Please return only the lines from the one holding "all matching subscribers." through the one holding "for handler in", exactly as they appear in the records below, both ends included.

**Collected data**
▬▬▬
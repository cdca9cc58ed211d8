// Copyright (c) 2024-2026 Martin Schröder <info@swedishembedded.com>
//
// SPDX-License-Identifier: MIT
use std::collections::HashMap;
use std::panic::{catch_unwind, AssertUnwindSafe};
use std::sync::atomic::{AtomicU64, Ordering};
use std::sync::{Arc, Mutex, Weak};

use tracing::warn;

use crate::event::{Event, Topic};

type Handler = Arc<dyn Fn(&Event) + Send + Sync>;

#[derive(Default)]
struct Registry {
    /// Topic-scoped subscribers, in subscription order
    by_topic: HashMap<Topic, Vec<(u64, Handler)>>,
    /// Subscribers that see every event
    all: Vec<(u64, Handler)>,
}

/// Synchronous in-process pub/sub.
///
/// `publish` runs every matching handler on the caller's thread; a panicking
/// handler is caught and logged so neither the publisher nor the remaining
/// subscribers are affected.  Events from a single publisher therefore reach
/// each subscriber in publish order.
pub struct EventBus {
    registry: Arc<Mutex<Registry>>,
    next_id: AtomicU64,
}

impl EventBus {
    pub fn new() -> Self {
        Self {
            registry: Arc::new(Mutex::new(Registry::default())),
            next_id: AtomicU64::new(1),
        }
    }

    /// Register a handler for a single topic.  The returned [`Subscription`]
    /// removes the handler when cancelled or dropped.
    pub fn subscribe(
        &self,
        topic: Topic,
        handler: impl Fn(&Event) + Send + Sync + 'static,
    ) -> Subscription {
        let id = self.next_id.fetch_add(1, Ordering::Relaxed);
        let mut reg = self.registry.lock().unwrap_or_else(|e| e.into_inner());
        reg.by_topic
            .entry(topic)
            .or_default()
            .push((id, Arc::new(handler)));
        Subscription {
            id,
            topic: Some(topic),
            registry: Arc::downgrade(&self.registry),
        }
    }

    /// Register a handler that observes every event regardless of topic.
    pub fn subscribe_all(&self, handler: impl Fn(&Event) + Send + Sync + 'static) -> Subscription {
        let id = self.next_id.fetch_add(1, Ordering::Relaxed);
        let mut reg = self.registry.lock().unwrap_or_else(|e| e.into_inner());
        reg.all.push((id, Arc::new(handler)));
        Subscription {
            id,
            topic: None,
            registry: Arc::downgrade(&self.registry),
        }
    }

    /// Dispatch `event` synchronously to all matching subscribers.
    pub fn publish(&self, event: &Event) {
        // Snapshot handlers so a subscriber that subscribes/cancels during
        // dispatch cannot deadlock on the registry mutex.
        let handlers: Vec<Handler> = {
            let reg = self.registry.lock().unwrap_or_else(|e| e.into_inner());
            let mut out: Vec<Handler> = Vec::new();
            if let Some(list) = reg.by_topic.get(&event.topic()) {
                out.extend(list.iter().map(|(_, h)| Arc::clone(h)));
            }
            out.extend(reg.all.iter().map(|(_, h)| Arc::clone(h)));
            out
        };

        for handler in handlers {
            if catch_unwind(AssertUnwindSafe(|| handler(event))).is_err() {
                warn!(topic = ?event.topic(), "event subscriber panicked; continuing");
            }
        }
    }

    /// Number of live subscribers (topic-scoped + catch-all).
    pub fn subscriber_count(&self) -> usize {
        let reg = self.registry.lock().unwrap_or_else(|e| e.into_inner());
        reg.by_topic.values().map(Vec::len).sum::<usize>() + reg.all.len()
    }
}

impl Default for EventBus {
    fn default() -> Self {
        Self::new()
    }
}

/// Cancellation handle returned by [`EventBus::subscribe`].
///
/// Dropping the handle unsubscribes; `cancel()` does so explicitly.
pub struct Subscription {
    id: u64,
    topic: Option<Topic>,
    registry: Weak<Mutex<Registry>>,
}

impl Subscription {
    pub fn cancel(self) {
        // Drop does the work.
    }

    fn remove(&self) {
        if let Some(registry) = self.registry.upgrade() {
            let mut reg = registry.lock().unwrap_or_else(|e| e.into_inner());
            match self.topic {
                Some(topic) => {
                    if let Some(list) = reg.by_topic.get_mut(&topic) {
                        list.retain(|(id, _)| *id != self.id);
                    }
                }
                None => reg.all.retain(|(id, _)| *id != self.id),
            }
        }
    }
}

impl Drop for Subscription {
    fn drop(&mut self) {
        self.remove();
    }
}

// ─── Unit tests ──────────────────────────────────────────────────────────────

#[cfg(test)]
mod tests {
    use std::sync::atomic::{AtomicUsize, Ordering};
    use std::sync::Arc;

    use super::*;
    use crate::event::{KbChange, KbChangeKind};

    fn file_created(path: &str) -> Event {
        Event::KbChanged {
            user_id: 1,
            kb_id: "kb".into(),
            change: KbChange::new(KbChangeKind::FileCreated, path),
            source: "test".into(),
        }
    }

    #[test]
    fn subscriber_receives_matching_topic() {
        let bus = EventBus::new();
        let hits = Arc::new(AtomicUsize::new(0));
        let h = Arc::clone(&hits);
        let _sub = bus.subscribe(Topic::FileCreated, move |_| {
            h.fetch_add(1, Ordering::SeqCst);
        });
        bus.publish(&file_created("a.md"));
        assert_eq!(hits.load(Ordering::SeqCst), 1);
    }

    #[test]
    fn subscriber_ignores_other_topics() {
        let bus = EventBus::new();
        let hits = Arc::new(AtomicUsize::new(0));
        let h = Arc::clone(&hits);
        let _sub = bus.subscribe(Topic::FileDeleted, move |_| {
            h.fetch_add(1, Ordering::SeqCst);
        });
        bus.publish(&file_created("a.md"));
        assert_eq!(hits.load(Ordering::SeqCst), 0);
    }

    #[test]
    fn panicking_subscriber_does_not_stop_others() {
        let bus = EventBus::new();
        let hits = Arc::new(AtomicUsize::new(0));
        let _bad = bus.subscribe(Topic::FileCreated, |_| panic!("boom"));
        let h = Arc::clone(&hits);
        let _good = bus.subscribe(Topic::FileCreated, move |_| {
            h.fetch_add(1, Ordering::SeqCst);
        });
        bus.publish(&file_created("a.md"));
        assert_eq!(hits.load(Ordering::SeqCst), 1);
    }

    #[test]
    fn dropped_subscription_stops_delivery() {
        let bus = EventBus::new();
        let hits = Arc::new(AtomicUsize::new(0));
        let h = Arc::clone(&hits);
        let sub = bus.subscribe(Topic::FileCreated, move |_| {
            h.fetch_add(1, Ordering::SeqCst);
        });
        bus.publish(&file_created("a.md"));
        drop(sub);
        bus.publish(&file_created("b.md"));
        assert_eq!(hits.load(Ordering::SeqCst), 1);
    }

    #[test]
    fn subscribe_all_sees_every_topic() {
        let bus = EventBus::new();
        let hits = Arc::new(AtomicUsize::new(0));
        let h = Arc::clone(&hits);
        let _sub = bus.subscribe_all(move |_| {
            h.fetch_add(1, Ordering::SeqCst);
        });
        bus.publish(&file_created("a.md"));
        bus.publish(&Event::GitPull {
            user_id: 1,
            kb_id: "kb".into(),
        });
        assert_eq!(hits.load(Ordering::SeqCst), 2);
    }

    #[test]
    fn single_publisher_order_is_preserved() {
        let bus = EventBus::new();
        let seen = Arc::new(Mutex::new(Vec::new()));
        let s = Arc::clone(&seen);
        let _sub = bus.subscribe(Topic::FileCreated, move |ev| {
            if let Event::KbChanged { change, .. } = ev {
                s.lock().unwrap().push(change.path.clone());
            }
        });
        for name in ["1.md", "2.md", "3.md"] {
            bus.publish(&file_created(name));
        }
        let got = seen.lock().unwrap();
        assert_eq!(
            got.as_slice(),
            &[
                std::path::PathBuf::from("1.md"),
                std::path::PathBuf::from("2.md"),
                std::path::PathBuf::from("3.md")
            ]
        );
    }

    #[test]
    fn cancel_removes_subscriber_count() {
        let bus = EventBus::new();
        let sub = bus.subscribe(Topic::GitCommit, |_| {});
        assert_eq!(bus.subscriber_count(), 1);
        sub.cancel();
        assert_eq!(bus.subscriber_count(), 0);
    }
}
▬▬▬
**ANSWER FOR THIS EXERCISE**
    /// Dispatch `event` synchronously to all matching subscribers.
    pub fn publish(&self, event: &Event) {
        // Snapshot handlers so a subscriber that subscribes/cancels during
        // dispatch cannot deadlock on the registry mutex.
        let handlers: Vec<Handler> = {
            let reg = self.registry.lock().unwrap_or_else(|e| e.into_inner());
            let mut out: Vec<Handler> = Vec::new();
            if let Some(list) = reg.by_topic.get(&event.topic()) {
                out.extend(list.iter().map(|(_, h)| Arc::clone(h)));
            }
            out.extend(reg.all.iter().map(|(_, h)| Arc::clone(h)));
            out
        };

        for handler in handlers {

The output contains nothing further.